Il sottosuolo d'acciaio e cemento che ipnotizza

Marina Corradi

Quando un viaggio in metropolitana diventa occasione per formulare delle utili, critiche, riflessioni esistenziali 

La prima fila di sedili del primo vagone della linea 5 ha i suoi affezionati. Il metrò 5 non ha il macchinista, e se riesci a sederti lì davanti ti pare proprio di essere tu, a guidare. Ne vanno matti i bambini piccoli. Accanto a me un adolescente filippino con lo smartphone riprende la corsa dentro al tunnel buio. Sulla destra, un milanese d’antan, Burberry e valigetta da medico: fissa lo srotolarsi dei binari lucenti nella fredda aura delle lampade della galleria.


Anch’io, affascinata dal ventre di Milano. Sopra oggi c’è il sole, i bus turistici rossi a due piani affollati. Qui sotto, in questa luce algida, i binari paralleli della linea 5 filano via veloci. A tratti si incrocia un treno con l’insegna accesa, che in questo buio un po’ rassicura; ma scorrono via come vento i vagoni, i volti dei viaggiatori indistinguibili.


In verità, nel riflesso sul vetro nero del treno, anche noi non sembriamo molto consistenti. C’è una ragazzina con un trolley gigantesco, come dovesse partire per sempre; e operai stranieri che hanno attaccato alle cinque, e al dondolio del metrò si assopiscono.

 

Poi, nel riflesso, ci sono io, con un’aria interrogativa. Non so cosa è vero: questo tunnel di cemento e di acciaio e la sua notte perenne, o noi, passeggeri – cioè gente di passaggio, ombre evidentemente provvisorie nel riflesso deformante del vetro ricurvo.
“Monumentale”, una stazione illuminata accanto a noi. Qui sopra stanno i morti. Il signore con la valigetta nera scende con la tranquillità di un habitué, come andasse a trovare qualcuno.

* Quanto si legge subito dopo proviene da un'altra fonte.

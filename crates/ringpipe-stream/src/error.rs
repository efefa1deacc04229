//! Error types for pipeline operations.

use crate::charset::Charset;
use ringpipe::RingError;
use std::time::Duration;
use thiserror::Error;

/// Errors surfaced on driver futures and agent operations.
#[derive(Debug, Error)]
pub enum PipeError {
    /// A constructor or configuration argument is out of contract.
    #[error("invalid argument: {0}")]
    InvalidArgument(&'static str),

    /// An operation was started on an agent that is not idle.
    #[error("agent is busy")]
    AlreadyBusy,

    /// The underlying byte source or sink failed.
    #[error("i/o failure in byte source or sink")]
    Io(#[source] std::io::Error),

    /// Terminal malformed byte sequence (distinct from the recoverable
    /// wrap-around splits the decoder absorbs through its scratch buffer).
    #[error("malformed {charset} byte sequence")]
    Decode { charset: Charset },

    /// A character has no representation in the configured character set.
    #[error("character not representable in {charset}")]
    Encode { charset: Charset },

    /// The driver deadline elapsed before completion.
    #[error("operation timed out after {0:?}")]
    Timeout(Duration),

    /// A caller-supplied callback failed.
    #[error("callback failed")]
    Internal(#[source] Box<dyn std::error::Error + Send + Sync>),
}

impl PipeError {
    /// `true` if the error names a condition the caller can fix by
    /// reconstructing the agent with different arguments.
    #[inline]
    pub fn is_usage(&self) -> bool {
        matches!(self, Self::InvalidArgument(_) | Self::AlreadyBusy)
    }

    /// `true` if the error terminated the owning agent (its output ring has
    /// been latched EOS and the agent will not run again).
    #[inline]
    pub fn is_terminal(&self) -> bool {
        !self.is_usage()
    }
}

impl From<RingError> for PipeError {
    fn from(err: RingError) -> Self {
        match err {
            RingError::ZeroCapacity => Self::InvalidArgument("ring capacity must be positive"),
        }
    }
}

impl From<std::io::Error> for PipeError {
    fn from(err: std::io::Error) -> Self {
        Self::Io(err)
    }
}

Il treno riprende a correre. E’ per via della luce diaccia? Mi vengono in mente le foto del metrò di Londra durante la guerra, la gente che dormiva sui binari per sfuggire alle bombe. Come a Kyiv, oggi. Dormire qui, tu pensa: abbracciati ai bambini, al cane, in questo freddo da tomba. “Ma via – mi riscuoto – non potrà succedere mai”.


E’ il sottosuolo, che mi ipnotizza. Con sollievo risalgo in superficie. Dalle scale mobili già intravedo candide nuvole erranti, sfaccendate. Quanto mi è caro, dopo il buio, il cielo di maggio.